Congratulations, now you know how to deploy jobs with different deep learning framework. To learn more about your job execution results, you can simply run $CLI_CMD logs <MODEL_ID>

If you no longer need any of the MNIST dataset we used in this example, you can simply delete the tmp repository.

6.2. Using Cloud Object Storage

In this section we will demonstrate how to run a TensorFlow job with training data stored in Cloud Object Storage.

Provision an S3 based Object Storage from your Cloud provider. Take note of your Authentication Endpoints, Access Key ID and Secret.

For IBM Cloud, you can provision an Object Storage from IBM Cloud Dashboard or from SoftLayer Portal.

Setup your S3 command with the Object Storage credentials you just obtained.

s3_url=http://<Your object storage Authentication Endpoints>
export AWS_ACCESS_KEY_ID=<Your object storage Access Key ID>
export AWS_SECRET_ACCESS_KEY=<Your object storage Access Key Secret>

s3cmd="aws --endpoint-url=$s3_url s3"

Next, let us create 2 buckets, one for storing the training data and another one for storing the training result.

trainingDataBucket=<unique bucket name for training data storage>
trainingResultBucket=<unique bucket name for training result storage>

$s3cmd mb s3://$trainingDataBucket
$s3cmd mb s3://$trainingResultBucket

Now, create a temporary repository, download the necessary images for training and labeling our TensorFlow model, and upload those images to your training data bucket.

mkdir tmp
for file in t10k-images-idx3-ubyte.gz t10k-labels-idx1-ubyte.gz train-images-idx3-ubyte.gz train-labels-idx1-ubyte.gz;
do
  test -e tmp/$file || wget -q -O tmp/$file http://yann.lecun.com/exdb/mnist/$file
  $s3cmd cp tmp/$file s3://$trainingDataBucket/$file
done

Next, we need to modify our example job to use your Cloud Object Storage using the following sed commands.

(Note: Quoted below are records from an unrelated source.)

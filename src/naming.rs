use crate::error::FixError;
use std::path::Path;

/// Compound extensions the fixer rewrites. Anything else is ignored.
pub const SUPPORTED_EXTENSIONS: [&str; 2] = ["fastq.gz", "fq.gz"];

/// Tag inserted between the base name and the compound extension.
pub const FIXED_TAG: &str = "_fixed";

/// Base file name of an input split as `<stem>.<ext1>.<ext2>`.
#[derive(Debug, Clone, PartialEq, Eq)]
pub struct NameParts {
    pub file_name: String,
    pub stem: String,
    /// Last two dot-segments, e.g. `fastq.gz`.
    pub extension: String,
}

impl NameParts {
    pub fn from_path<P: AsRef<Path>>(path: P) -> Result<Self, FixError> {
        let path = path.as_ref();
        let file_name = path
            .file_name()
            .and_then(|s| s.to_str())
            .ok_or_else(|| FixError::InvalidFilename {
                name: path.display().to_string(),
            })?;
        Self::from_file_name(file_name)
    }

    pub fn from_file_name(file_name: &str) -> Result<Self, FixError> {
        let invalid = || FixError::InvalidFilename {
            name: file_name.to_string(),
        };

        // rsplitn yields the segments right to left: ext2, ext1, stem.
        let mut segs = file_name.rsplitn(3, '.');
        let ext2 = segs.next().ok_or_else(invalid)?;
        let ext1 = segs.next().ok_or_else(invalid)?;
        // The stem may be empty (`fastq.gz`), as long as there is a dot.
        let stem = segs.next().unwrap_or("");

        Ok(Self {
            file_name: file_name.to_string(),
            stem: stem.to_string(),
            extension: format!("{ext1}.{ext2}"),
        })
    }

    pub fn output_file_name(&self) -> String {
        format!("{}{FIXED_TAG}.{}", self.stem, self.extension)
    }

    /// True when the file name ends in `.fastq.gz` or `.fq.gz`.
    pub fn is_supported(&self) -> bool {
        SUPPORTED_EXTENSIONS.iter().any(|ext| {
            self.file_name
                .strip_suffix(ext)
                .is_some_and(|head| head.is_empty() || head.ends_with('.'))
        })
    }
}

#[cfg(test)]
mod tests {
    use super::*;

    #[test]
    fn splits_last_two_segments() {
        let p = NameParts::from_path("/data/run1/sample.R1.fastq.gz").unwrap();
        assert_eq!(p.file_name, "sample.R1.fastq.gz");
        assert_eq!(p.stem, "sample.R1");
        assert_eq!(p.extension, "fastq.gz");
        assert_eq!(p.output_file_name(), "sample.R1_fixed.fastq.gz");
        assert!(p.is_supported());
    }

    #[test]
    fn short_fq_suffix_supported() {
        let p = NameParts::from_file_name("lane2.fq.gz").unwrap();
        assert_eq!(p.output_file_name(), "lane2_fixed.fq.gz");
        assert!(p.is_supported());
    }

    #[test]
    fn other_extensions_are_not_supported() {
        for name in ["data.txt.gz", "reads.fastq.bz2", "reads.FASTQ.GZ", "a.b.fastq"] {
            let p = NameParts::from_file_name(name).unwrap();
            assert!(!p.is_supported(), "{name}");
        }
        let p = NameParts::from_file_name("data.txt.gz").unwrap();
        assert_eq!(p.output_file_name(), "data_fixed.txt.gz");
    }

    #[test]
    fn name_without_dot_rejected() {
        match NameParts::from_file_name("reads") {
            Err(FixError::InvalidFilename { name }) => assert_eq!(name, "reads"),
            other => panic!("expected InvalidFilename, got {other:?}"),
        }
    }

    #[test]
    fn empty_stem_is_kept() {
        let p = NameParts::from_file_name("reads.gz").unwrap();
        assert_eq!(p.stem, "");
        assert_eq!(p.extension, "reads.gz");
        assert_eq!(p.output_file_name(), "_fixed.reads.gz");
        assert!(!p.is_supported());

        for name in ["fastq.gz", ".fastq.gz"] {
            let p = NameParts::from_file_name(name).unwrap();
            assert_eq!(p.stem, "", "{name}");
            assert_eq!(p.output_file_name(), "_fixed.fastq.gz");
            assert!(p.is_supported(), "{name}");
        }
    }

    #[test]
    fn path_without_file_name_rejected() {
        assert!(matches!(
            NameParts::from_path("/"),
            Err(FixError::InvalidFilename { .. })
        ));
    }
}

if [ "$(uname)" = "Darwin" ]; then
  sed -i '' s/tf_training_data/$trainingDataBucket/ etc/examples/tf-model/manifest.yml
  sed -i '' s/tf_trained_model/$trainingResultBucket/ etc/examples/tf-model/manifest.yml
  sed -i '' s/s3.default.svc.cluster.local/$node_ip:$s3_port/ etc/examples/tf-model/manifest.yml
  sed -i '' s/user_name: test/user_name: $AWS_ACCESS_KEY_ID/ etc/examples/tf-model/manifest.yml
  sed -i '' s/password: test/password: $AWS_SECRET_ACCESS_KEY/ etc/examples/tf-model/manifest.yml
else
  sed -i s/tf_training_data/$trainingDataBucket/ etc/examples/tf-model/manifest.yml
  sed -i s/tf_trained_model/$trainingResultBucket/ etc/examples/tf-model/manifest.yml
  sed -i s/s3.default.svc.cluster.local/$node_ip:$s3_port/ etc/examples/tf-model/manifest.yml
  sed -i s/user_name: test/user_name: $AWS_ACCESS_KEY_ID/ etc/examples/tf-model/manifest.yml
  sed -i s/password: test/password: $AWS_SECRET_ACCESS_KEY/ etc/examples/tf-model/manifest.yml
fi

Now you should have all the necessary training data set in your training data bucket. Let's go ahead to set up your restapi endpoint and default credentials for Deep Learning as a Service. Once you done that, you can start running jobs using the FfDL CLI (executable binary).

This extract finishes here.